Reports of arbitrary detention, disappearances, kidnappings, and abuse of suspects continued in 2009. Mounting evidence has confirmed the military’s responsibility for many of the numerous killings of leftist journalists, labor leaders, and senior members of legal left-wing political parties in recent years. Military officers maintain that the killings are the result of purges within the communist movement. The lack of effective witness protection has been a key obstacle to investigations. About 90 percent of extrajudicial killing and abduction cases have no cooperative witnesses. Especially problematic is the fact that the Department of Justice oversees both the witness-protection program and the entity that serves as counsel to the military. Similarly, the Philippine National Police, tasked with investigating journalist murders, falls under the jurisdiction of the military.

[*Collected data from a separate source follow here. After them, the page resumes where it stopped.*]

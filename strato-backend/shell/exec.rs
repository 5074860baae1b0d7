use std::collections::HashMap;
use std::sync::Arc;

use tokio_util::sync::CancellationToken;

use crate::auth::AuthStatus;
use crate::session::events::Broadcaster;
use crate::session::mailbox::mailbox;
use crate::session::tracking::{SessionRecord, SessionRegistry};
use crate::vfs::FsStore;
use crate::vfs::open::{self, OpenFlags};

use super::commands::{CommandContext, CommandSet};
use super::io::{EnvMap, InputStream, OutputEvent, OutputKind, OutputStream};
use super::lexer::{Word, WordPart};
use super::parser::{self, Pipeline, Redirect, SeqOp};

/// Everything a script run needs from its client: the builtin registry,
/// the store, the caller's authorization, the shared env, the output tap,
/// the client's stdin feed, and the command's cancellation token.
pub struct ShellContext {
    pub commands: Arc<CommandSet>,
    pub store: FsStore,
    pub auth: AuthStatus,
    pub env: EnvMap,
    pub session: Option<Arc<SessionRecord>>,
    pub registry: Arc<SessionRegistry>,
    pub events: Broadcaster<OutputEvent>,
    pub client_stdin: Option<InputStream>,
    pub cancel: CancellationToken,
}

/// Run one command line: sequential pipelines joined by `;`/`&&`/`||`,
/// each pipeline's stages running concurrently over in-memory pipes.
/// Returns the exit status of the last pipeline executed, or a parse
/// error message for the caller to surface on stderr.
pub async fn run_script(line: &str, ctx: &mut ShellContext) -> Result<i32, String> {
    let script = parser::parse(line)?;

    let mut status = 0;
    for (op, pipeline) in &script.pipelines {
        match op {
            SeqOp::Always => {}
            SeqOp::AndIf if status != 0 => continue,
            SeqOp::OrIf if status == 0 => continue,
            _ => {}
        }
        status = run_pipeline(pipeline, ctx).await;
        if ctx.cancel.is_cancelled() {
            break;
        }
    }
    Ok(status)
}

/// Expand a word against the environment. Unknown variables expand empty;
/// a fully empty unquoted expansion drops the word.
fn expand_word(word: &Word, env: &HashMap<String, String>) -> Option<String> {
    let mut out = String::new();
    for part in &word.parts {
        match part {
            WordPart::Literal(s) => out.push_str(s),
            WordPart::Var(name) => {
                if let Some(value) = env.get(name) {
                    out.push_str(value);
                }
            }
        }
    }
    if out.is_empty() && !word.quoted {
        None
    } else {
        Some(out)
    }
}

fn expand_words(words: &[Word], env: &HashMap<String, String>) -> Vec<String> {
    words.iter().filter_map(|w| expand_word(w, env)).collect()
}

enum RedirTarget {
    Out(String),
    Append(String),
    In(String),
}

async fn run_pipeline(pipeline: &Pipeline, ctx: &mut ShellContext) -> i32 {
    let n = pipeline.commands.len();
    let env_snapshot = ctx.env.snapshot();

    // The client's stdin feeds the first stage of the first pipeline that
    // asks for it; everything downstream reads from its predecessor.
    let mut upstream = ctx
        .client_stdin
        .take()
        .unwrap_or_else(InputStream::closed);

    let mut handles = Vec::with_capacity(n);
    for (i, command) in pipeline.commands.iter().enumerate() {
        let (stdout, downstream) = if i == n - 1 {
            (
                OutputStream::to_tap(ctx.events.clone(), OutputKind::Stdout),
                InputStream::closed(),
            )
        } else {
            let (tx, rx) = mailbox();
            (OutputStream::to_pipe(tx), InputStream::from_pipe(rx))
        };
        let stdin = std::mem::replace(&mut upstream, downstream);
        let stderr = OutputStream::to_tap(ctx.events.clone(), OutputKind::Stderr);

        let args = expand_words(&command.words, &env_snapshot);
        let redirects: Vec<RedirTarget> = match command
            .redirects
            .iter()
            .map(|r| {
                let expand = |w: &Word| {
                    expand_word(w, &env_snapshot)
                        .ok_or_else(|| "redirection target expands to nothing".to_string())
                };
                Ok(match r {
                    Redirect::Out(w) => RedirTarget::Out(expand(w)?),
                    Redirect::Append(w) => RedirTarget::Append(expand(w)?),
                    Redirect::In(w) => RedirTarget::In(expand(w)?),
                })
            })
            .collect::<Result<Vec<_>, String>>()
        {
            Ok(r) => r,
            Err(msg) => {
                let _ = stderr.write_str(&msg).await;
                // keep the pipe chain intact: this stage produces nothing
                let mut stdout = stdout;
                let _ = stdout.finish().await;
                handles.push(tokio::spawn(async move { 1 }));
                continue;
            }
        };

        let stage = CommandContext {
            args,
            stdin,
            stdout,
            stderr,
            env: ctx.env.clone(),
            auth: ctx.auth.clone(),
            store: ctx.store.clone(),
            session: ctx.session.clone(),
            registry: ctx.registry.clone(),
            cancel: ctx.cancel.clone(),
        };
        let commands = ctx.commands.clone();
        handles.push(tokio::spawn(run_stage(commands, stage, redirects)));
    }

    // Exit status of the pipeline is the last stage's; earlier stages are
    // still awaited so their redirections finalize before we return.
    let mut status = 0;
    let last = handles.len().saturating_sub(1);
    for (i, handle) in handles.into_iter().enumerate() {
        let code = handle.await.unwrap_or(1);
        if i == last {
            status = code;
        }
    }
    status
}

async fn run_stage(
    commands: Arc<CommandSet>,
    mut ctx: CommandContext,
    redirects: Vec<RedirTarget>,
) -> i32 {
    let cwd = ctx.cwd();
    let tags = ctx.tags();

    for redirect in redirects {
        let result: crate::vfs::FsResult<()> = async {
            match &redirect {
                RedirTarget::Out(path) => {
                    let handle = open::open(
                        &ctx.store,
                        Some(&tags),
                        &cwd,
                        path,
                        OpenFlags::write_only().create(),
                    )
                    .await?;
                    if let Some(writer) = handle.into_write() {
                        ctx.stdout = OutputStream::to_file(writer);
                    }
                    Ok(())
                }
                RedirTarget::Append(path) => {
                    let handle = open::open(
                        &ctx.store,
                        Some(&tags),
                        &cwd,
                        path,
                        OpenFlags::write_only().create().append(),
                    )
                    .await?;
                    if let Some(writer) = handle.into_write() {
                        ctx.stdout = OutputStream::to_file(writer);
                    }
                    Ok(())
                }
                RedirTarget::In(path) => {
                    let handle =
                        open::open(&ctx.store, Some(&tags), &cwd, path, OpenFlags::read_only())
                            .await?;
                    if let Some(reader) = handle.into_read() {
                        ctx.stdin = InputStream::from_file(reader);
                    }
                    Ok(())
                }
            }
        }
        .await;

        if let Err(err) = result {
            let _ = ctx.stderr.write_str(&format!("error: {err}")).await;
            let _ = ctx.stdout.finish().await;
            let _ = ctx.stderr.finish().await;
            return 1;
        }
    }

    let mut code = if ctx.args.is_empty() {
        let _ = ctx.stderr.write_str("error: missing command").await;
        1
    } else {
        match commands.get(&ctx.args[0]) {
            Some(command) => command.run(&mut ctx).await,
            None => {
                let _ = ctx.stderr.write_str("command does not exist").await;
                1
            }
        }
    };

    // Sealing stdout can itself fail (a `> file` close runs the final
    // write_file); surface that as a stage failure.
    if let Err(err) = ctx.stdout.finish().await {
        let _ = ctx.stderr.write_str(&format!("error: {err}")).await;
        code = 1;
    }
    let _ = ctx.stderr.finish().await;
    code
}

Convictions for extrajudicial killings are extremely rare, and not a single member of the military has been found guilty of such a murder since Arroyo took office. Overall numbers of extrajudicial killings have declined from an annual peak of 220 in 2006. However, there was a significant spike in death-squad killings at the local level in 2008 and 2009, especially in Davao. Local-level officials are believed to keep lists of suspected criminals who are abducted or killed if they fail to heed warnings to reform or leave the area. The death squads responsible reportedly collect about 5,000 pesos (US$100) for each job. In a positive development, the Commission on Human Rights launched independent investigations into the death squads in March 2009. There has also been a recent rise in kidnappings for ransom; authorities killed at least 47 suspected kidnappers during 2009, while 60 others were arrested in a government crackdown.
The Muslim separatist conflict has caused severe hardship for many of the 15 million inhabitants of Mindanao and nearby islands, and has resulted in more than 120,000 deaths since it erupted in 1972. Both government and rebel forces have committed summary killings and other human rights abuses. The escalation of violence in the south in late 2008 displaced more than 600,000 people; an estimated 300,000 remained displaced as of September 2009. Meanwhile, the communist NPA continues to engage in executions, torture, and kidnappings in the countryside, especially in central and southern Luzon.
Citizens may travel freely outside conflict zones, and there are no restrictions on employment or place of residence. The poor security situation inhibits individuals’ ability to operate businesses.
Women have made many social and economic gains in recent years. The UN Development Programme notes that the Philippines is one of the few countries in Asia to significantly close the gender gap in the areas of health and education. Although more women than men now enter high school and university, women face some discrimination in private-sector employment, and women in Mindanao enjoy considerably fewer rights.
The trafficking of women and girls abroad and internally for forced labor and prostitution remains a major problem, despite antitrafficking efforts by the government and civil society. The fact that many women trafficked for illicit labor are heavily indebted by the time they begin working exacerbates the problem. There are reports of bonded labor, especially of children, in black-market trades such as prostitution and drug trafficking. The country’s various insurgent groups have been accused of using child soldiers.